DIREITO DE VISITA – GARANTIA ASSEGURADA PELA LEI DE EXECUÇÃO PENAL

A Turma deu provimento ao agravo em execução interposto contra decisão proferida pelo Juízo da Vara de Execuções Penais do DF que indeferiu o pedido de autorização para visitas. Segundo a Relatoria, o pedido de autorização de visita da companheira do agravante foi indeferido em razão dela ter sido condenada por tráfico de drogas quando tentava ingressar em presídio levando entorpecentes em suas cavidades naturais para serem difundidos ilicitamente naquele local.

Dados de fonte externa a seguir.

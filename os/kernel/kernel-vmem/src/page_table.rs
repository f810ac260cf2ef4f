//! # Page Table (single, uniform representation for PML4/PDPT/PD/PT)
//!
//! All four x86-64 paging levels share the same 512-entry, 8-byte-entry
//! layout, so a single [`PageTable`]/[`PageTableEntry`] pair stands in for
//! all of them. The level only changes how the caller interprets
//! [`Flags::PS`](crate::Flags::PS) and the walk order.

use crate::addresses::PhysAddr;
use crate::Flags;

/// One 4 KiB, 512-entry page table (any level).
#[repr(C, align(4096))]
pub struct PageTable {
    entries: [PageTableEntry; 512],
}

impl PageTable {
    /// Zero out every entry (all-not-present).
    pub fn zero(&mut self) {
        for e in &mut self.entries {
            *e = PageTableEntry(0);
        }
    }

    #[inline]
    #[must_use]
    pub fn entry(&self, index: usize) -> PageTableEntry {
        self.entries[index]
    }

    #[inline]
    pub fn set(&mut self, index: usize, entry: PageTableEntry) {
        self.entries[index] = entry;
    }

    #[inline]
    pub fn set_zero(&mut self, index: usize) {
        self.entries[index] = PageTableEntry(0);
    }

    #[inline]
    #[must_use]
    pub const fn len() -> usize {
        512
    }
}

/// A single page-table entry (PML4E/PDPTE/PDE/PTE). Interpretation of the
/// `PS` bit depends on the level the entry lives at.
#[derive(Copy, Clone, Eq, PartialEq)]
pub struct PageTableEntry(u64);

const ADDR_MASK: u64 = 0x000F_FFFF_FFFF_F000;

impl PageTableEntry {
    #[inline]
    #[must_use]
    pub const fn zero() -> Self {
        Self(0)
    }

    #[inline]
    #[must_use]
    pub const fn new(addr: PhysAddr, flags: Flags) -> Self {
        Self((addr.as_u64() & ADDR_MASK) | flags.bits())
    }

    #[inline]
    #[must_use]
    pub const fn present(self) -> bool {
        self.0 & Flags::PRESENT.bits() != 0
    }

    #[inline]
    #[must_use]
    pub const fn writable(self) -> bool {
        self.0 & Flags::WRITABLE.bits() != 0
    }

    #[inline]
    #[must_use]
    pub const fn user(self) -> bool {
        self.0 & Flags::USER.bits() != 0
    }

    #[inline]
    #[must_use]
    pub const fn ps(self) -> bool {
        self.0 & Flags::PS.bits() != 0
    }

    #[inline]
    #[must_use]
    pub const fn global(self) -> bool {
        self.0 & Flags::GLOBAL.bits() != 0
    }

    #[inline]
    #[must_use]
    pub const fn nx(self) -> bool {
        self.0 & Flags::NX.bits() != 0
    }

    /// The physical address this entry refers to (frame or next table), with
    /// low/high flag bits masked away.
    #[inline]
    #[must_use]
    pub const fn addr(self) -> u64 {
        self.0 & ADDR_MASK
    }

    #[inline]
    #[must_use]
    pub const fn flags(self) -> Flags {
        Flags::from_bits_truncate(self.0 & !ADDR_MASK)
    }

    #[inline]
    #[must_use]
    pub const fn raw(self) -> u64 {
        self.0
    }
}

impl core::fmt::Debug for PageTableEntry {
    fn fmt(&self, f: &mut core::fmt::Formatter<'_>) -> core::fmt::Result {
        write!(
            f,
            "PageTableEntry {{ addr: {:#x}, present: {}, writable: {}, user: {}, ps: {} }}",
            self.addr(),
            self.present(),
            self.writable(),
            self.user(),
            self.ps()
        )
    }
}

Conforme informações, o agravante argumentou que o direito de visita do condenado é garantido pela Lei de Execução Penal (art. 41, inciso X, Lei 7.210/1884). Ademais, alegou que sua companheira não demonstra ter personalidade voltada para o crime e ressaltou que existem outros meios eficazes para evitar a entrada de drogas no presídio, como a revista pessoal. Diante dos fatos, o Desembargador esclareceu que o direito de visita garantido pela Lei de Execução Penal, embora não seja absoluto, deve ser reconhecido e respeitado no caso sob análise, em razão da companheira do acusado já estar cumprindo regularmente sua pena e não haver registros de que tenha se envolvido em quaisquer outras práticas criminosas após a condenação por tráfico. Ainda, os Magistrados observaram que o casal possui dois filhos menores, comprovando vínculos afetivos, portanto, impedir a visita da companheira ao agravante, não seria a melhor solução para ressocialização do apenado. Desta feita, por reconhecer que a companheira condenada por tráfico de drogas deve ter restringidos somente os direitos atingidos pela sentença penal condenatória, e não o gozo dos demais direitos individuais, o Colegiado deu provimento ao recurso e autorizou a visita ao agravante. (Vide Informativo nº 204 - 2ª Turma Criminal).

 

Acórdão n.675098, 20130020057675RAG, Relator: JOÃO TIMÓTEO DE OLIVEIRA, 2ª Turma Criminal, Data de Julgamento: 02/05/2013, Publicado no DJE: 13/05/2013. Pág.: 202.